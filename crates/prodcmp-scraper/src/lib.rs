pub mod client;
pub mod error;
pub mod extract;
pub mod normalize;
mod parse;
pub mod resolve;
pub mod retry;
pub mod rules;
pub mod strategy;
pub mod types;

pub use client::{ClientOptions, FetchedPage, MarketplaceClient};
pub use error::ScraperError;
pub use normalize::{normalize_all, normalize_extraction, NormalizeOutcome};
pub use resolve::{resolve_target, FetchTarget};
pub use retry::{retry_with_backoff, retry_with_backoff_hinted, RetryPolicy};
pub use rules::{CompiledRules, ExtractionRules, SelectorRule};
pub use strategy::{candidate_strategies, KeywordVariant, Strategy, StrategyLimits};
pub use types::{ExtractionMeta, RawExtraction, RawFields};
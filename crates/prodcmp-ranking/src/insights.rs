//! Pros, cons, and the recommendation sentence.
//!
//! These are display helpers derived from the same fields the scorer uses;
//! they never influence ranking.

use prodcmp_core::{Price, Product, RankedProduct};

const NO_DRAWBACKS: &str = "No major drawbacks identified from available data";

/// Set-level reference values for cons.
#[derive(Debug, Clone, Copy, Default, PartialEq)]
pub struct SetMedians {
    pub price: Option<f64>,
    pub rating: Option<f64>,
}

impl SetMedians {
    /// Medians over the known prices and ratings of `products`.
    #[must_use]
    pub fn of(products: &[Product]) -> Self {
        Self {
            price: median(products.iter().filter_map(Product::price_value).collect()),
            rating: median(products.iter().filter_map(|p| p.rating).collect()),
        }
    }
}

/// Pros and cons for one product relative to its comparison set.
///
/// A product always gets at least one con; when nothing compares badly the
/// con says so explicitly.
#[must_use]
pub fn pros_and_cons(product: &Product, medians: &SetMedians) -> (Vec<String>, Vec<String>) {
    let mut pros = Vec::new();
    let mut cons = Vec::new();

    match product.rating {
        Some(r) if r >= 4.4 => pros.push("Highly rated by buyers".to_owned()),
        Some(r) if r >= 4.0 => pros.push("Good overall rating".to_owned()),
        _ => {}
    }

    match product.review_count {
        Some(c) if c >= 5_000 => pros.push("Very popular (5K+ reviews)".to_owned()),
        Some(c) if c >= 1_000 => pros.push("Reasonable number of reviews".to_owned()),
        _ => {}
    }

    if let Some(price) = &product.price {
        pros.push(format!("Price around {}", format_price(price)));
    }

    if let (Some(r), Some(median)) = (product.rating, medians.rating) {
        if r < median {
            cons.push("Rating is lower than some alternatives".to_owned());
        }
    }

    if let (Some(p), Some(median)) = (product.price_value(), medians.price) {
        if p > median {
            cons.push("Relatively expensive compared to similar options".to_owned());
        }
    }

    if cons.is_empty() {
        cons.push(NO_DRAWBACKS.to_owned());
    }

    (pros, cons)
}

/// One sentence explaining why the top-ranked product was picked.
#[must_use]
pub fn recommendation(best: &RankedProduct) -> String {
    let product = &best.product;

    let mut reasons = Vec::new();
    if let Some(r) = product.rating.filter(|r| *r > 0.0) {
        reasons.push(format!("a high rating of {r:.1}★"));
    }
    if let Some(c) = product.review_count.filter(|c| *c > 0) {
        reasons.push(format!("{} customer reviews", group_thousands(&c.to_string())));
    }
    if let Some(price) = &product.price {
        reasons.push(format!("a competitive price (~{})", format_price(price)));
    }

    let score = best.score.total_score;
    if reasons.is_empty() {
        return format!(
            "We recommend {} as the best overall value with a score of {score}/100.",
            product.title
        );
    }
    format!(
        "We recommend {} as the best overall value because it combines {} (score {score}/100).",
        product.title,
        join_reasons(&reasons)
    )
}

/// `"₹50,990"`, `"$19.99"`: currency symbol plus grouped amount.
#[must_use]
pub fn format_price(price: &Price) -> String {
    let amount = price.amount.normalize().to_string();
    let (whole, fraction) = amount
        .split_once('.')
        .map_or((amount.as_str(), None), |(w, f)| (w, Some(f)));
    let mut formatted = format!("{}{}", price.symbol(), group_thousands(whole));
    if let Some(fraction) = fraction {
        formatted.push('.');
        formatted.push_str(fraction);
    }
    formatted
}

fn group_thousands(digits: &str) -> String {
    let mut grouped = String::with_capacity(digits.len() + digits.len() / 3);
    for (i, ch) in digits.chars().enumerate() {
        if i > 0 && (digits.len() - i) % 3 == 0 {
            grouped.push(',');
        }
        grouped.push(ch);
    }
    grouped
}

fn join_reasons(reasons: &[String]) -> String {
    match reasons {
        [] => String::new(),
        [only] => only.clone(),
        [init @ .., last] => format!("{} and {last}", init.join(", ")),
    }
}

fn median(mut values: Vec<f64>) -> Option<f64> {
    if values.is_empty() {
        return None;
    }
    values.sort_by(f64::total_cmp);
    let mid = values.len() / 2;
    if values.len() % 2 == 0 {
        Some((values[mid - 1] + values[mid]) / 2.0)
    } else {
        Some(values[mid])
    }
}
-- -- --
▶ [Description of the task]: Copy the entries exactly, leaving no line out.

▶ [Expected output]:
filename crates/prodcmp-scraper/src/lib.rs
pub mod client;
pub mod error;
pub mod extract;
pub mod normalize;
mod parse;
pub mod resolve;
pub mod retry;
pub mod rules;
pub mod strategy;
pub mod types;

pub use client::{ClientOptions, FetchedPage, MarketplaceClient};
pub use error::ScraperError;
pub use normalize::{normalize_all, normalize_extraction, NormalizeOutcome};
pub use resolve::{resolve_target, FetchTarget};
pub use retry::{retry_with_backoff, retry_with_backoff_hinted, RetryPolicy};
pub use rules::{CompiledRules, ExtractionRules, SelectorRule};
pub use strategy::{candidate_strategies, KeywordVariant, Strategy, StrategyLimits};
pub use types::{ExtractionMeta, RawExtraction, RawFields};
filename crates/prodcmp-ranking/src/insights.rs
//! Pros, cons, and the recommendation sentence.
//!
//! These are display helpers derived from the same fields the scorer uses;
//! they never influence ranking.

use prodcmp_core::{Price, Product, RankedProduct};

const NO_DRAWBACKS: &str = "No major drawbacks identified from available data";

/// Set-level reference values for cons.
#[derive(Debug, Clone, Copy, Default, PartialEq)]
pub struct SetMedians {
    pub price: Option<f64>,
    pub rating: Option<f64>,
}

impl SetMedians {
    /// Medians over the known prices and ratings of `products`.
    #[must_use]
    pub fn of(products: &[Product]) -> Self {
        Self {
            price: median(products.iter().filter_map(Product::price_value).collect()),
            rating: median(products.iter().filter_map(|p| p.rating).collect()),
        }
    }
}

/// Pros and cons for one product relative to its comparison set.
///
/// A product always gets at least one con; when nothing compares badly the
/// con says so explicitly.
#[must_use]
pub fn pros_and_cons(product: &Product, medians: &SetMedians) -> (Vec<String>, Vec<String>) {
    let mut pros = Vec::new();
    let mut cons = Vec::new();

    match product.rating {
        Some(r) if r >= 4.4 => pros.push("Highly rated by buyers".to_owned()),
        Some(r) if r >= 4.0 => pros.push("Good overall rating".to_owned()),
        _ => {}
    }

    match product.review_count {
        Some(c) if c >= 5_000 => pros.push("Very popular (5K+ reviews)".to_owned()),
        Some(c) if c >= 1_000 => pros.push("Reasonable number of reviews".to_owned()),
        _ => {}
    }

    if let Some(price) = &product.price {
        pros.push(format!("Price around {}", format_price(price)));
    }

    if let (Some(r), Some(median)) = (product.rating, medians.rating) {
        if r < median {
            cons.push("Rating is lower than some alternatives".to_owned());
        }
    }

    if let (Some(p), Some(median)) = (product.price_value(), medians.price) {
        if p > median {
            cons.push("Relatively expensive compared to similar options".to_owned());
        }
    }

    if cons.is_empty() {
        cons.push(NO_DRAWBACKS.to_owned());
    }

    (pros, cons)
}

/// One sentence explaining why the top-ranked product was picked.
#[must_use]
pub fn recommendation(best: &RankedProduct) -> String {
    let product = &best.product;

    let mut reasons = Vec::new();
    if let Some(r) = product.rating.filter(|r| *r > 0.0) {
        reasons.push(format!("a high rating of {r:.1}★"));
    }
    if let Some(c) = product.review_count.filter(|c| *c > 0) {
        reasons.push(format!("{} customer reviews", group_thousands(&c.to_string())));
    }
    if let Some(price) = &product.price {
        reasons.push(format!("a competitive price (~{})", format_price(price)));
    }

    let score = best.score.total_score;
    if reasons.is_empty() {
        return format!(
            "We recommend {} as the best overall value with a score of {score}/100.",
            product.title
        );
    }
    format!(
        "We recommend {} as the best overall value because it combines {} (score {score}/100).",
        product.title,
        join_reasons(&reasons)
    )
}

/// `"₹50,990"`, `"$19.99"`: currency symbol plus grouped amount.
#[must_use]
pub fn format_price(price: &Price) -> String {
    let amount = price.amount.normalize().to_string();
    let (whole, fraction) = amount
        .split_once('.')
        .map_or((amount.as_str(), None), |(w, f)| (w, Some(f)));
    let mut formatted = format!("{}{}", price.symbol(), group_thousands(whole));
    if let Some(fraction) = fraction {
        formatted.push('.');
        formatted.push_str(fraction);
    }
    formatted
}

fn group_thousands(digits: &str) -> String {
    let mut grouped = String::with_capacity(digits.len() + digits.len() / 3);
    for (i, ch) in digits.chars().enumerate() {
        if i > 0 && (digits.len() - i) % 3 == 0 {
            grouped.push(',');
        }
        grouped.push(ch);
    }
    grouped
}

fn join_reasons(reasons: &[String]) -> String {
    match reasons {
        [] => String::new(),
        [only] => only.clone(),
        [init @ .., last] => format!("{} and {last}", init.join(", ")),
    }
}

fn median(mut values: Vec<f64>) -> Option<f64> {
    if values.is_empty() {
        return None;
    }
    values.sort_by(f64::total_cmp);
    let mid = values.len() / 2;
    if values.len() % 2 == 0 {
        Some((values[mid - 1] + values[mid]) / 2.0)
    } else {
        Some(values[mid])
    }
}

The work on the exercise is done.